Beschäftigung für Langzeitarbeitslose: "Ich bin hier nicht die, die blockiert"
Dass es nicht genügend öffentlich geförderte Stellen für Langzeitarbeitslose gibt, liegt allein am Bund, sagt die neue Arbeitssenatorin Dilek Kolat (SPD).
taz: Frau Kolat, was sagen Sie zu den Protesten von sozialen und kulturellen Projekten, die nicht wissen, wie es ohne Öffentlich geförderten Beschäftigungssektor (ÖBS) weitergehen soll?

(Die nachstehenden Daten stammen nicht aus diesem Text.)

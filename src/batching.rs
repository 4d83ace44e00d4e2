//! Prioritizer/Batcher: group violations per resource, classify, order.
//!
//! Ordering is `(priority rank, violation count)` descending with the resource id
//! as an ascending tie-break, so the same input always yields the same batch list.
use std::cmp::Reverse;
use std::collections::BTreeMap;

use crate::policy::types::PrioritySettings;
use crate::types::{batch_id, Batch, BatchStatus, Priority, ResourceId, Violation};

/// Classify a group of violations belonging to one resource.
#[must_use]
pub fn classify(violations: &[Violation], settings: &PrioritySettings) -> Priority {
    if violations.iter().any(|v| settings.is_fatal(&v.code)) {
        return Priority::Critical;
    }
    let adjacent = violations
        .iter()
        .filter(|v| settings.is_adjacent(&v.code))
        .count();
    // Strictly more than half
    if adjacent * 2 > violations.len() {
        return Priority::High;
    }
    if violations.len() > settings.bulk_threshold {
        return Priority::Medium;
    }
    Priority::Low
}

/// Build the ordered batch list. Empty input yields an empty list.
///
/// Duplicate records (same identity) are dropped; violations inside a batch are
/// ordered by `(line, column, code)`.
#[must_use]
pub fn build_batches(violations: Vec<Violation>, settings: &PrioritySettings) -> Vec<Batch> {
    let mut groups: BTreeMap<ResourceId, Vec<Violation>> = BTreeMap::new();
    for v in violations {
        groups.entry(v.resource_id.clone()).or_default().push(v);
    }

    let mut batches: Vec<Batch> = groups
        .into_iter()
        .map(|(resource_id, mut vs)| {
            vs.sort_by(|a, b| (a.line, a.column, &a.code).cmp(&(b.line, b.column, &b.code)));
            vs.dedup_by(|a, b| a.line == b.line && a.column == b.column && a.code == b.code);
            let priority = classify(&vs, settings);
            Batch {
                batch_id: batch_id(&resource_id, &vs),
                resource_id,
                violations: vs,
                priority,
                status: BatchStatus::Pending,
            }
        })
        .collect();

    batches.sort_by(|a, b| {
        (Reverse(a.priority.rank()), Reverse(a.len()), &a.resource_id).cmp(&(
            Reverse(b.priority.rank()),
            Reverse(b.len()),
            &b.resource_id,
        ))
    });
    batches
}

/// Admission filter: keep only `priority_filter` batches, then cap at `max_batches`.
/// Sorted order is preserved.
#[must_use]
pub fn admit(
    batches: Vec<Batch>,
    max_batches: Option<usize>,
    priority_filter: Option<Priority>,
) -> Vec<Batch> {
    batches
        .into_iter()
        .filter(|b| priority_filter.map_or(true, |p| b.priority == p))
        .take(max_batches.unwrap_or(usize::MAX))
        .collect()
}
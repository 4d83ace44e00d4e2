use std::path::PathBuf;

use crate::adapters::{LockManager, OutcomeSink};
use crate::fs::BackupStore;
use crate::logging::{AuditSink, FactsEmitter};
use crate::policy::Policy;
use crate::rules::RuleSet;

/// Builder for constructing a Mendyard with ergonomic chaining.
/// Mirrors `Mendyard::new(...).with_*` but keeps optional adapters in one place.
pub struct MendyardBuilder<E: FactsEmitter, A: AuditSink> {
    facts: E,
    audit: A,
    policy: Policy,
    workspace: PathBuf,
    rules: Option<RuleSet>,
    backup: Option<Box<dyn BackupStore>>,
    sink: Option<Box<dyn OutcomeSink>>,
    lock: Option<Box<dyn LockManager>>,
}

impl<E: FactsEmitter, A: AuditSink> MendyardBuilder<E, A> {
    pub fn new(facts: E, audit: A, policy: Policy, workspace: impl Into<PathBuf>) -> Self {
        Self {
            facts,
            audit,
            policy,
            workspace: workspace.into(),
            rules: None,
            backup: None,
            sink: None,
            lock: None,
        }
    }

    #[must_use]
    pub fn rules(mut self, rules: RuleSet) -> Self {
        self.rules = Some(rules);
        self
    }

    #[must_use]
    pub fn backup_store(mut self, store: Box<dyn BackupStore>) -> Self {
        self.backup = Some(store);
        self
    }

    #[must_use]
    pub fn outcome_sink(mut self, sink: Box<dyn OutcomeSink>) -> Self {
        self.sink = Some(sink);
        self
    }

    #[must_use]
    pub fn lock_manager(mut self, lock: Box<dyn LockManager>) -> Self {
        self.lock = Some(lock);
        self
    }

    pub fn build(self) -> super::Mendyard<E, A> {
        let mut api = super::Mendyard::new(self.facts, self.audit, self.policy, self.workspace);
        if let Some(r) = self.rules {
            api = api.with_rules(r);
        }
        if let Some(b) = self.backup {
            api = api.with_backup_store(b);
        }
        if let Some(s) = self.sink {
            api = api.with_outcome_sink(s);
        }
        if let Some(l) = self.lock {
            api = api.with_lock_manager(l);
        }
        api
    }
}
//! A restore that cannot complete stops the run and surfaces as `RestoreFailed`.

use mendyard::api::errors::{ApiError, ErrorId};
use mendyard::policy::Policy;
use mendyard::types::HealthStatus;
use mendyard::RunOptions;

use crate::common::{api, viol, workspace, FaultyStore, TestEmitter};

#[test]
fn failed_restore_aborts_run_with_partial_report() {
    let td = workspace(&[
        ("a.py", "x = 1   \n"),
        ("b.py", "y = 2   \n"),
        ("c.py", "z = 3   \n"),
    ]);
    let root = td.path();
    std::fs::create_dir(root.join(".a.py.mendyard.tmp")).unwrap();
    let facts = TestEmitter::default();
    let mut policy = Policy::default();
    policy.pool.workers = 1;
    let mut store = FaultyStore::over(root, &policy);
    store.fail_restore = true;
    let api = api(&facts, policy, root).with_backup_store(Box::new(store));

    let batches = api.plan(vec![
        viol("a.py", 1, "W291", ""),
        viol("b.py", 1, "W291", ""),
        viol("c.py", 1, "W291", ""),
    ]);
    let err = api.run(batches, RunOptions::default()).unwrap_err();
    assert_eq!(err.id(), ErrorId::E_RESTORE_FAILED);
    assert_eq!(err.exit_code(), 70);

    let ApiError::RestoreFailed { report, .. } = err else {
        panic!("expected RestoreFailed");
    };
    assert!(report.halted);
    assert_eq!(report.health_final, HealthStatus::Halted);
    assert!(report.halt_reason.as_deref().unwrap().starts_with("restore failed"));
    assert_eq!(report.batches_completed, 1);
    assert_eq!(report.batches_not_dispatched, 2);
    assert!(!report.batches[0].rolled_back);

    let rollback = facts.named("rollback");
    assert_eq!(rollback[0].0, "failure");
    assert_eq!(rollback[0].1["error_id"], "E_RESTORE_FAILED");
    let summary = facts.named("run.summary");
    assert_eq!(summary[0].0, "failure");
    assert_eq!(summary[0].1["exit_code"], 70);
    assert_eq!(facts.named("batch.attempt").len(), 1);
}
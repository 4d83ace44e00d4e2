//! Deterministic UUIDv5 identifiers for batches, plus run session ids.
//!
//! The UUID namespace is derived from a stable tag (`NS_TAG`) so that
//! `batch_id` is reproducible across runs for the same resource and
//! violation set.
use std::fmt::Write;

use time::OffsetDateTime;
use uuid::Uuid;

use super::resource::ResourceId;
use super::violation::Violation;
use crate::constants::NS_TAG;

fn namespace() -> Uuid {
    Uuid::new_v5(&Uuid::NAMESPACE_URL, NS_TAG.as_bytes())
}

/// Compute a deterministic UUIDv5 for a batch from its resource and violation keys.
///
/// Violations are expected in the batch's canonical order.
#[must_use]
pub fn batch_id(resource: &ResourceId, violations: &[Violation]) -> Uuid {
    let mut s = String::new();
    s.push_str(resource.as_str());
    s.push('\n');
    for v in violations {
        let _ = writeln!(s, "{}:{}:{}", v.line, v.column, v.code);
    }
    Uuid::new_v5(&namespace(), s.as_bytes())
}

/// Deterministic id of a planned batch list, derived from its batch ids in order.
#[must_use]
pub fn plan_id(batch_ids: &[Uuid]) -> Uuid {
    let mut s = String::new();
    for id in batch_ids {
        s.push_str(&id.simple().to_string());
    }
    Uuid::new_v5(&namespace(), s.as_bytes())
}

/// Fresh run session id: `run_<YYYYMMDD>T<HHMMSS>_<8 hex>`.
///
/// Sortable by start time, unique across concurrent starts.
#[must_use]
pub fn new_run_id() -> String {
    let now = OffsetDateTime::now_utc();
    let rand = Uuid::new_v4().simple().to_string();
    format!(
        "run_{:04}{:02}{:02}T{:02}{:02}{:02}_{}",
        now.year(),
        u8::from(now.month()),
        now.day(),
        now.hour(),
        now.minute(),
        now.second(),
        &rand[..8]
    )
}
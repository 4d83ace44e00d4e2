//! Admission control for the worker pool.
//!
//! Two limits are enforced together under one lock: at most `cap` batches in
//! flight, and at most one in-flight batch per resource. Acquire and release facts
//! are emitted while the lock is held, so the fact stream orders them exactly as
//! the state changed.
use std::collections::HashSet;
use std::sync::{Condvar, Mutex, MutexGuard, PoisonError};
use std::time::Duration;

use serde_json::json;

use crate::logging::audit::AuditCtx;
use crate::logging::StageLogger;
use crate::types::ResourceId;

/// Upper bound on a single wait before the stop condition is polled again.
const WAIT_SLICE: Duration = Duration::from_millis(50);

#[derive(Debug, Default)]
struct AdmissionState {
    inflight: usize,
    busy: HashSet<ResourceId>,
}

#[derive(Debug)]
pub(crate) struct AdmissionControl {
    cap: usize,
    state: Mutex<AdmissionState>,
    freed: Condvar,
}

/// Held by a worker for the duration of one batch. Dropping it frees the slot.
pub(crate) struct Permit<'a> {
    ctl: &'a AdmissionControl,
    resource: ResourceId,
    tctx: &'a AuditCtx<'a>,
}

impl AdmissionControl {
    pub(crate) fn new(cap: usize) -> Self {
        Self {
            cap: cap.max(1),
            state: Mutex::new(AdmissionState::default()),
            freed: Condvar::new(),
        }
    }

    fn lock(&self) -> MutexGuard<'_, AdmissionState> {
        self.state.lock().unwrap_or_else(PoisonError::into_inner)
    }

    /// Block until a slot is free and `resource` is not being worked on.
    ///
    /// Returns `None` as soon as `stop()` reports true; no slot is taken then.
    pub(crate) fn acquire<'a>(
        &'a self,
        resource: &ResourceId,
        stop: impl Fn() -> bool,
        tctx: &'a AuditCtx<'a>,
    ) -> Option<Permit<'a>> {
        let mut st = self.lock();
        loop {
            if stop() {
                return None;
            }
            if st.inflight < self.cap && !st.busy.contains(resource) {
                st.inflight += 1;
                st.busy.insert(resource.clone());
                StageLogger::new(tctx)
                    .admission()
                    .resource(resource.as_str())
                    .merge(json!({
                        "action": "acquire",
                        "inflight": st.inflight,
                        "cap": self.cap,
                    }))
                    .emit_success();
                return Some(Permit {
                    ctl: self,
                    resource: resource.clone(),
                    tctx,
                });
            }
            st = self
                .freed
                .wait_timeout(st, WAIT_SLICE)
                .unwrap_or_else(PoisonError::into_inner)
                .0;
        }
    }

    #[cfg(test)]
    fn inflight(&self) -> usize {
        self.lock().inflight
    }
}

impl Drop for Permit<'_> {
    fn drop(&mut self) {
        let mut st = self.ctl.lock();
        st.inflight = st.inflight.saturating_sub(1);
        st.busy.remove(&self.resource);
        StageLogger::new(self.tctx)
            .admission()
            .resource(self.resource.as_str())
            .merge(json!({
                "action": "release",
                "inflight": st.inflight,
                "cap": self.ctl.cap,
            }))
            .emit_success();
        drop(st);
        self.ctl.freed.notify_all();
    }
}
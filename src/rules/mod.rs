//! Pluggable line-local transformation rules.
//!
//! A [`Rule`] is keyed by a violation code and rewrites a single line slot. Rules
//! are grouped into [`SafetyTier`]s; the engine runs every trivial rule before any
//! structural rule, and content-altering rules last.

pub mod builtin;
pub mod engine;

use std::collections::HashMap;

use crate::types::{RuleApplicationError, Violation};

pub use engine::EngineOutput;

/// Risk class of a rule. Declaration order is execution order.
#[derive(Clone, Copy, Debug, PartialEq, Eq, PartialOrd, Ord, Hash)]
pub enum SafetyTier {
    /// Whitespace-only edits.
    Trivial,
    /// Blank-line count edits.
    Structural,
    /// Edits that change tokens (line splitting, import removal).
    ContentAltering,
}

/// Replacement for one line slot.
#[derive(Clone, Debug, PartialEq, Eq)]
pub struct Edit {
    /// Full replacement text including terminator. Empty deletes the line; embedded
    /// newlines insert lines.
    pub text: String,
    /// Number of blank slots immediately before this one to clear.
    pub clear_blank_before: usize,
}

impl Edit {
    pub fn replace(text: impl Into<String>) -> Self {
        Self {
            text: text.into(),
            clear_blank_before: 0,
        }
    }

    #[must_use]
    pub fn clearing_blank_before(mut self, n: usize) -> Self {
        self.clear_blank_before = n;
        self
    }
}

/// Read-only view of the slots around the line a rule is applied to.
pub struct LineContext<'a> {
    slots: &'a [String],
    index: usize,
}

impl<'a> LineContext<'a> {
    pub fn new(slots: &'a [String], index: usize) -> Self {
        Self { slots, index }
    }

    pub fn is_first(&self) -> bool {
        self.slots[..self.index].iter().all(String::is_empty)
    }

    pub fn is_last(&self) -> bool {
        self.index + 1 >= self.slots.len()
    }

    /// Consecutive blank lines directly above this slot. Cleared slots are transparent.
    pub fn blank_lines_before(&self) -> usize {
        let mut count = 0;
        for slot in self.slots[..self.index].iter().rev() {
            for line in slot.lines().rev() {
                if line.trim().is_empty() {
                    count += 1;
                } else {
                    return count;
                }
            }
        }
        count
    }

    /// True when every slot after this one is blank or cleared.
    pub fn rest_blank(&self) -> bool {
        self.slots
            .get(self.index + 1..)
            .unwrap_or_default()
            .iter()
            .all(|s| s.trim().is_empty())
    }
}

/// A conservative, idempotent line transformation keyed by violation code.
///
/// Implementations must be pure: the same `line` and context always yield the same
/// edit, and applying a rule to its own output is a no-op.
pub trait Rule: Send + Sync {
    fn code(&self) -> &str;

    fn tier(&self) -> SafetyTier;

    /// Compute the replacement for `line`, or `None` when nothing needs to change.
    ///
    /// # Errors
    ///
    /// Returns `RuleApplicationError` when the rule cannot act on the reported
    /// violation. The error is recorded against that violation only.
    fn apply(
        &self,
        line: &str,
        violation: &Violation,
        cx: &LineContext<'_>,
    ) -> Result<Option<Edit>, RuleApplicationError>;
}

/// Ordered rule registry with code-indexed dispatch.
#[derive(Default)]
pub struct RuleSet {
    rules: Vec<Box<dyn Rule>>,
    by_code: HashMap<String, usize>,
}

impl std::fmt::Debug for RuleSet {
    fn fmt(&self, f: &mut std::fmt::Formatter<'_>) -> std::fmt::Result {
        f.debug_struct("RuleSet")
            .field("codes", &self.codes())
            .finish()
    }
}

impl RuleSet {
    pub fn new() -> Self {
        Self::default()
    }

    /// All built-in rules.
    pub fn builtin() -> Self {
        builtin::all()
            .into_iter()
            .fold(Self::new(), |set, r| set.with_boxed(r))
    }

    /// Register `rule`, replacing any rule already registered for the same code.
    #[must_use]
    pub fn with_rule(self, rule: impl Rule + 'static) -> Self {
        self.with_boxed(Box::new(rule))
    }

    fn with_boxed(mut self, rule: Box<dyn Rule>) -> Self {
        let code = rule.code().to_string();
        if let Some(&idx) = self.by_code.get(&code) {
            self.rules[idx] = rule;
        } else {
            self.by_code.insert(code, self.rules.len());
            self.rules.push(rule);
        }
        self
    }

    pub fn get(&self, code: &str) -> Option<&dyn Rule> {
        self.by_code.get(code).map(|&i| self.rules[i].as_ref())
    }

    /// Registered codes in registration order.
    pub fn codes(&self) -> Vec<&str> {
        self.rules.iter().map(|r| r.code()).collect()
    }

    pub fn len(&self) -> usize {
        self.rules.len()
    }

    pub fn is_empty(&self) -> bool {
        self.rules.is_empty()
    }
}

/// Split a line slot into its body and terminator (`"\n"`, `"\r\n"` or `""`).
pub(crate) fn split_terminator(line: &str) -> (&str, &str) {
    if let Some(body) = line.strip_suffix("\r\n") {
        (body, &line[body.len()..])
    } else if let Some(body) = line.strip_suffix('\n') {
        (body, &line[body.len()..])
    } else {
        (line, "")
    }
}
mod backup_error_batch;
mod backup_tree_guard;
mod circuit_breaker;
mod duplicate_content;
mod happy_path;
mod idempotent_run;
mod lock_timeout;
mod persistence_failure;
mod priority_ordering;
mod restore_failure_fatal;
mod rule_panic;
mod single_writer;
mod write_failure_rollback;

Dilek Kolat: Dafür habe ich größtes Verständnis. Ich kenne auch viele dieser Projekte. Aber das ist kein Problem der Landespolitik.
Sondern?
ÖBS war immer auf bundespolitische Arbeitsmarktinstrumente aufgebaut, die wir mit Landesmitteln aufgestockt haben. Aber diese bundespolitischen Instrumente wurden drastisch gekürzt oder sind ganz weggefallen. Von ehemals 640 Millionen Euro gibt es nun nur noch 430 Euro Millionen Euro. Außerdem steht uns nur noch die "Bürgerarbeit" als vergleichbares Instrument zur Verfügung. Die Bundesarbeitsagentur will den Schwerpunkt künftig mehr auf die Vermittlung in den ersten Arbeitsmarkt legen.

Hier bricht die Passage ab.